治療は保存療法と手術療法を組み合わせて行います。
- 鼻うがい:鼻腔内の炎症物質・アレルゲン除去に有効
- ステロイド薬:内服や点鼻で炎症を抑制(例:プレドニゾロン0.3~1.0mg/kg/日)
- 内視鏡手術(ESS):ポリープや病変部位の除去。単洞化により薬剤到達性を高める
- 生物学的製剤(Dupilumab、Mepolizumab、Omalizumab等):術後再発例に使用
経過中に喘息が発症するケースもあります。再発率は高く、再発防止のための継続的治療とフォローアップが欠かせません。手術後も1年以上、理想的には継続的な観察が推奨されます。
好酸球性副鼻腔炎の類似症状
- 一般的な慢性副鼻腔炎(非好酸球性)
- アレルギー性鼻炎
- アレルギー性真菌性副鼻腔炎(AFRS)
- 好酸球性多発血管炎性肉芽腫症(EGPA)
- IgG4関連副鼻腔炎
いずれも鼻茸や嗅覚障害を伴うため、鑑別診断には専門医の判断が必要です。特にAFRSやEGPAなどは、診断後の治療方針が異なるため注意が必要です。
好酸球性副鼻腔炎にならないための予防・日頃のケア

- 抗炎症作用のある食材(青魚、緑黄色野菜、発酵食品)の積極的摂取
- 鼻洗浄の習慣化(生理食塩水などで1日3回以上)
- ハウスダスト、花粉、ダニなどアレルゲン対策、環境整備
- 禁煙、規則正しい生活、適度な運動による免疫力維持
- 定期的な耳鼻科受診による早期対応
- 感冒などによる急性増悪への対応
病態の中心である2型炎症を悪化させる原因をできるだけ避けることが、症状のコントロールにつながります。たとえば、部屋を清潔に保つ、空気清浄機を使う、外出時にはマスクを着ける、たばこの煙を避ける、こまめに換気するなどの工夫が効果的です。

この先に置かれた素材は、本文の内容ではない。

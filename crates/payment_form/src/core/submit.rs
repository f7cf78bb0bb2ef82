//! Hand-off of validated payment data to the caller's submit collaborator.

use crate::{core::errors::ErrorMap, types::PaymentData};

/// Receives the payment data of every successful submission.
///
/// The engine awaits the call without a timeout and does not retry it. Whatever the
/// collaborator returns is passed back to the caller as is.
#[async_trait::async_trait]
pub trait PaymentSubmitter: Send + Sync {
    type Output: Send;

    async fn submit(&self, payment_data: PaymentData) -> Self::Output;
}

/// Adapts a synchronous closure into a [`PaymentSubmitter`].
#[derive(Clone, Debug)]
pub struct FnSubmitter<F>(pub F);

#[async_trait::async_trait]
impl<F, T> PaymentSubmitter for FnSubmitter<F>
where
    F: Fn(PaymentData) -> T + Send + Sync,
    T: Send,
{
    type Output = T;

    async fn submit(&self, payment_data: PaymentData) -> Self::Output {
        (self.0)(payment_data)
    }
}

/// Progress of the current submission attempt.
#[derive(Clone, Copy, Debug, Default, Eq, PartialEq, strum::Display)]
pub enum SubmissionState {
    /// No attempt in progress.
    #[default]
    Idle,
    /// The active method is being validated.
    Validating,
    /// Payment data was built and is with the collaborator.
    Submitted,
}

impl SubmissionState {
    /// Whether the collaborator call has not returned yet.
    pub fn is_pending(self) -> bool {
        self == Self::Submitted
    }
}

/// Result of a submission attempt.
#[derive(Debug)]
pub enum SubmitOutcome<T> {
    /// Validation failed, nothing was handed to the collaborator.
    Rejected(ErrorMap),
    /// The collaborator was called once and returned this.
    Submitted(T),
}

impl<T> SubmitOutcome<T> {
    pub fn is_submitted(&self) -> bool {
        matches!(self, Self::Submitted(_))
    }

    pub fn errors(&self) -> Option<&ErrorMap> {
        match self {
            Self::Rejected(errors) => Some(errors),
            Self::Submitted(_) => None,
        }
    }

    pub fn into_output(self) -> Option<T> {
        match self {
            Self::Submitted(output) => Some(output),
            Self::Rejected(_) => None,
        }
    }
}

手洗いやうがいをしっかり行い、感染症を防ぐことも大切です。また、鼻に入ってしまったアレルゲンやサイトカインを鼻うがいで取り除くことが重要です。
納豆やカプサイシンが含まれる食事は、フィブリンを分解する作用や抗炎症作用があるため、研究段階ではありますが、効果がある可能性があります。
さいごに
好酸球性副鼻腔炎は難治性で再発しやすい疾患ですが、現在は診断と治療の体制が整ってきています。JESRECスコアを中心とした評価と、生物学的製剤をはじめとする治療の選択肢の広がりによって、より的確なアプローチが可能です。
適切な治療と日常のケアによってコントロールが可能な病気ですので、症状に悩まれている方は、ぜひ専門医の診察を受けてください。